Jueteng was a community affair, but illegal, and operators came to giving payoffs to local officials and police. In some parts of the country, it was so widespread that it earned big money for the provincial operators. The government in the 1980s decided to control it and thus take over the profits which could be used for its own charitable and other operations.
Thus was born the Small-Town Lottery. It was the same system as jueteng, the same small amounts collected by cobradors and in small ticket outlets. The old jueteng operators joined the government project in the new STL. Franchised STL operators were given minimum sales figures to meet, called “presumptive monthly retail receipts” (PMRR), based on the figures collected in the old illegal jueteng operations.
From the beginning, there was suspicion that the old jueteng operators did not completely close down. Their cobradors continued their community rounds, but now holding government STL cards. The winners continued to be announced. But the expected government share of the income was way below projections and expectations.

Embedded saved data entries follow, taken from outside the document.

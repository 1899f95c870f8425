//! Workflow trigger: start exactly one remote run and resolve its id.

use std::path::Path;
use std::thread;

use crate::app::context::AppContext;
use crate::domain::TriggerOutcome;
use crate::ports::{Git, GitHub};

/// Options for triggering a workflow.
#[derive(Debug, Clone, Default)]
pub struct TriggerOptions {
    /// Git ref to run on; defaults to the current branch.
    pub ref_name: Option<String>,
    /// Workflow inputs passed through to the dispatch call as `-f key=value`.
    pub inputs: Vec<(String, String)>,
}

/// Execute the trigger command.
///
/// Preconditions are checked in order and short-circuit: CLI installed,
/// authenticated, workflow file present, repository resolvable. None are
/// retried, and no dispatch call is made when any fails.
pub fn execute<G: GitHub, V: Git>(
    ctx: &AppContext<G, V>,
    workflow_file: &str,
    options: &TriggerOptions,
) -> TriggerOutcome {
    if ctx.github().check_installed().is_err() {
        return TriggerOutcome::failed(
            "GitHub CLI (gh) not found. Install it from https://cli.github.com/",
        );
    }
    if ctx.github().check_authenticated().is_err() {
        return TriggerOutcome::failed("GitHub CLI is not authenticated. Run: gh auth login");
    }

    let workflow_path = ctx.config().project_root.join(workflow_file);
    if !workflow_path.exists() {
        return TriggerOutcome::failed(format!("Workflow file not found: {workflow_file}"));
    }

    if ctx.github().repo_slug().is_err() {
        return TriggerOutcome::failed(
            "Could not resolve the GitHub repository. Run from a git repository with a \
             configured GitHub remote.",
        );
    }

    // The dispatch call takes the workflow's file name, not its path.
    let workflow_id = workflow_basename(workflow_file);

    let ref_name = match &options.ref_name {
        Some(name) => name.clone(),
        None => resolve_ref(ctx),
    };

    if let Err(err) = ctx.github().dispatch_workflow(&workflow_id, &ref_name, &options.inputs) {
        return TriggerOutcome::failed(format!("Failed to trigger workflow: {err}"));
    }

    // Run creation is asynchronous relative to list consistency; give the
    // listing a head start before the first resolution attempt.
    thread::sleep(ctx.config().trigger_delay);

    for attempt in 0..ctx.config().resolve_attempts {
        if let Ok(Some(run_id)) = ctx.github().latest_run_id(&workflow_id) {
            if let Err(err) = ctx.run_pointer().save(run_id) {
                return TriggerOutcome::failed(format!(
                    "Run {run_id} started but its id could not be saved: {err}"
                ));
            }
            return TriggerOutcome::triggered(run_id);
        }
        if attempt + 1 < ctx.config().resolve_attempts {
            thread::sleep(ctx.config().resolve_delay);
        }
    }

    TriggerOutcome::failed(
        "Workflow was triggered but no run id appeared in the listing. \
         Check the Actions page for the new run.",
    )
}

fn resolve_ref<G: GitHub, V: Git>(ctx: &AppContext<G, V>) -> String {
    match ctx.git().current_branch() {
        Ok(branch) if !branch.is_empty() => branch,
        _ => ctx.config().default_branch.clone(),
    }
}

fn workflow_basename(workflow_file: &str) -> String {
    Path::new(workflow_file)
        .file_name()
        .map(|name| name.to_string_lossy().into_owned())
        .unwrap_or_else(|| workflow_file.to_string())
}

The Commission on Audit estimated that P7.6 billion was lost in unreported receipts in 2017, and another P7.3 billion in 2018. PCSO officials said the private operators were notified of the discrepancies but they came up with only P164 million of the missing P14.9 billion for 2017 and 2018.
This, in concrete figures, is what moved President Duterte to initially close down all PCSO gaming operations and then, last Tuesday, decided to limit the action to STL.
The other gaming operations – particularly the very popular Lotto – are back. We hope the STL problem can soon be sufficiently solved so this ancient gaming activity of so many poor Filipinos who still recognize it as jueteng can soon be restored.